**Your task**
Collect all lines containing the word "warn" from the data.
(Given data begins)
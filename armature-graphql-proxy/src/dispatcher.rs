//! Request dispatcher.

use serde_json::Value;
use std::sync::Arc;
use tracing::{debug, warn};

use crate::hooks::Resolution;
use crate::{
    GraphQLResponse, HookSet, InvocationContext, OperationKind, OutboundRequest, ProxyConfig,
    ProxyError, RawResponse, ReqwestTransport, RequestHandle, Result, Transport, TransportError,
};

/// Executes operations against the GraphQL server.
///
/// Each dispatch either runs the full override hook or the standard chain
/// (endpoint, transport options, one outbound request, response/error hook),
/// never both.
#[derive(Clone)]
pub struct Dispatcher {
    config: Arc<ProxyConfig>,
    hooks: HookSet,
    transport: Arc<dyn Transport>,
}

impl Dispatcher {
    /// Create a dispatcher with an explicit transport.
    pub fn new(config: ProxyConfig, hooks: HookSet, transport: Arc<dyn Transport>) -> Self {
        Self {
            config: Arc::new(config),
            hooks,
            transport,
        }
    }

    /// Create a dispatcher using the reqwest transport.
    pub fn with_reqwest(config: ProxyConfig, hooks: HookSet) -> Result<Self> {
        let transport = ReqwestTransport::new(&config)?;
        Ok(Self::new(config, hooks, Arc::new(transport)))
    }

    /// Get the configuration.
    pub fn config(&self) -> &ProxyConfig {
        &self.config
    }

    /// Get the configured hooks.
    pub fn hooks(&self) -> &HookSet {
        &self.hooks
    }

    /// Dispatch an operation.
    pub async fn dispatch(
        &self,
        kind: OperationKind,
        name: &str,
        document: Arc<str>,
        variables: Option<Value>,
        request: RequestHandle,
    ) -> Result<GraphQLResponse> {
        let ctx = Arc::new(InvocationContext::new(kind, name, document, variables, request));
        self.dispatch_context(&ctx).await
    }

    /// Dispatch with a pre-built context.
    ///
    /// The caller keeps the context to read side effects of the hooks, such
    /// as response headers, after the dispatch settles.
    pub async fn dispatch_context(&self, ctx: &Arc<InvocationContext>) -> Result<GraphQLResponse> {
        debug!(
            operation = %ctx.operation_name(),
            kind = %ctx.operation(),
            "Dispatching GraphQL operation"
        );

        let (endpoint, options) = match self.hooks.resolve(ctx, &self.config).await? {
            Resolution::Override(response) => return Ok(response),
            Resolution::Forward { endpoint, options } => (endpoint, options),
        };

        let request =
            OutboundRequest::for_invocation(ctx, endpoint, options, self.config.get_queries);

        match self.transport.execute(request).await {
            Ok(response) if response.is_success() => self.handle_response(ctx, response).await,
            Ok(response) => {
                warn!(
                    operation = %ctx.operation_name(),
                    status = %response.status(),
                    "GraphQL server responded with an error status"
                );
                self.handle_error(ctx, response.into_error()).await
            }
            Err(error) => {
                warn!(operation = %ctx.operation_name(), error = %error, "GraphQL request failed");
                self.handle_error(ctx, error).await
            }
        }
    }

    async fn handle_response(
        &self,
        ctx: &Arc<InvocationContext>,
        response: RawResponse,
    ) -> Result<GraphQLResponse> {
        if let Some(on_response) = &self.hooks.on_response {
            return on_response(Arc::clone(ctx), response).await;
        }

        match response.json::<GraphQLResponse>() {
            Ok(parsed) => Ok(parsed),
            Err(e) => {
                let mut error = TransportError::status(response.status().as_u16(), response.text());
                error.message = format!("invalid GraphQL response: {}", e);
                self.handle_error(ctx, error).await
            }
        }
    }

    async fn handle_error(
        &self,
        ctx: &Arc<InvocationContext>,
        error: TransportError,
    ) -> Result<GraphQLResponse> {
        match &self.hooks.on_error {
            Some(on_error) => on_error(Arc::clone(ctx), error).await,
            None => Err(ProxyError::Transport(error)),
        }
    }
}

impl std::fmt::Debug for Dispatcher {
    fn fmt(&self, f: &mut std::fmt::Formatter<'_>) -> std::fmt::Result {
        f.debug_struct("Dispatcher")
            .field("config", &self.config)
            .field("hooks", &self.hooks)
            .finish()
    }
}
(Given data ends)
**Result of this task**
use tracing::{debug, warn};
                warn!(
                warn!(operation = %ctx.operation_name(), error = %error, "GraphQL request failed");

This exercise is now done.